__Provided records__.

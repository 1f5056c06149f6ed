//! Salary dialog
//!
//! A dialog for setting the monthly salary. Follows the non-throwing policy
//! of the salary field: unparseable input is coerced to zero rather than
//! rejected.

use crossterm::event::{KeyCode, KeyEvent};
use ratatui::{
    layout::{Constraint, Direction, Layout},
    style::{Color, Modifier, Style},
    text::{Line, Span},
    widgets::{Block, Borders, Clear, Paragraph},
    Frame,
};

use crate::models::Money;
use crate::tui::app::App;
use crate::tui::layout::centered_rect_fixed;
use crate::tui::widgets::TextInput;

use super::amount_input_string;

/// State for the salary dialog
#[derive(Debug, Clone, Default)]
pub struct SalaryFormState {
    /// Amount input
    pub amount: TextInput,
}

impl SalaryFormState {
    /// Form prefilled with the current salary (empty when zero)
    pub fn prefilled(current: Money) -> Self {
        Self {
            amount: TextInput::with_content(amount_input_string(current)),
        }
    }
}

/// Render the salary dialog
pub fn render(frame: &mut Frame, app: &App) {
    let area = centered_rect_fixed(44, 7, frame.area());
    frame.render_widget(Clear, area);

    let block = Block::default()
        .title(" Monthly Salary ")
        .title_style(
            Style::default()
                .fg(Color::Cyan)
                .add_modifier(Modifier::BOLD),
        )
        .borders(Borders::ALL)
        .border_style(Style::default().fg(Color::Cyan));

    let inner = block.inner(area);
    frame.render_widget(block, area);

    let chunks = Layout::default()
        .direction(Direction::Vertical)
        .constraints([
            Constraint::Length(1), // Label
            Constraint::Length(1), // Input
            Constraint::Length(1), // Spacer
            Constraint::Length(1), // Instructions
            Constraint::Min(0),
        ])
        .split(inner);

    frame.render_widget(
        Paragraph::new(Span::styled(
            "Amount:",
            Style::default()
                .fg(Color::Cyan)
                .add_modifier(Modifier::BOLD),
        )),
        chunks[0],
    );

    let mut spans = vec![Span::raw(app.settings.currency_symbol.clone())];
    spans.extend(app.salary_form.amount.line(true).spans);
    frame.render_widget(Paragraph::new(Line::from(spans)), chunks[1]);

    let instructions = Line::from(vec![
        Span::styled("[Enter]", Style::default().fg(Color::Green)),
        Span::raw(" Save  "),
        Span::styled("[Esc]", Style::default().fg(Color::Yellow)),
        Span::raw(" Cancel"),
    ]);
    frame.render_widget(Paragraph::new(instructions), chunks[3]);
}

/// Handle key events for the salary dialog
pub fn handle_key(app: &mut App, key: KeyEvent) {
    match key.code {
        KeyCode::Esc => app.close_dialog(),
        KeyCode::Enter => {
            let salary = Money::parse_or_zero(app.salary_form.amount.value());
            app.ledger.set_monthly_salary(salary);
            app.close_dialog();
            app.refresh();
            app.set_status(format!(
                "Monthly salary set to {}",
                salary.format_with_symbol(&app.settings.currency_symbol)
            ));
        }
        KeyCode::Char(c) if c.is_ascii_digit() || c == '.' => {
            app.salary_form.amount.insert(c);
        }
        KeyCode::Backspace => app.salary_form.amount.backspace(),
        KeyCode::Left => app.salary_form.amount.move_left(),
        KeyCode::Right => app.salary_form.amount.move_right(),
        _ => {}
    }
}

#[cfg(test)]
mod tests {
    use super::*;

    #[test]
    fn test_prefilled_with_zero_is_empty() {
        let state = SalaryFormState::prefilled(Money::zero());
        assert!(state.amount.is_blank());
    }

    #[test]
    fn test_prefilled_with_salary() {
        let state = SalaryFormState::prefilled(Money::from_cents(500000));
        assert_eq!(state.amount.value(), "5000.00");
    }
}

__Exercise__.
Exact reproduction of the lines from the top of the material through the line where "(empty when zero)" appears is required, both boundary lines included, with no other output.

__Result for this task__.
repository 1f5056c06149f6ed
//! Salary dialog
//!
//! A dialog for setting the monthly salary. Follows the non-throwing policy
//! of the salary field: unparseable input is coerced to zero rather than
//! rejected.

use crossterm::event::{KeyCode, KeyEvent};
use ratatui::{
    layout::{Constraint, Direction, Layout},
    style::{Color, Modifier, Style},
    text::{Line, Span},
    widgets::{Block, Borders, Clear, Paragraph},
    Frame,
};

use crate::models::Money;
use crate::tui::app::App;
use crate::tui::layout::centered_rect_fixed;
use crate::tui::widgets::TextInput;

use super::amount_input_string;

/// State for the salary dialog
#[derive(Debug, Clone, Default)]
pub struct SalaryFormState {
    /// Amount input
    pub amount: TextInput,
}

impl SalaryFormState {
    /// Form prefilled with the current salary (empty when zero)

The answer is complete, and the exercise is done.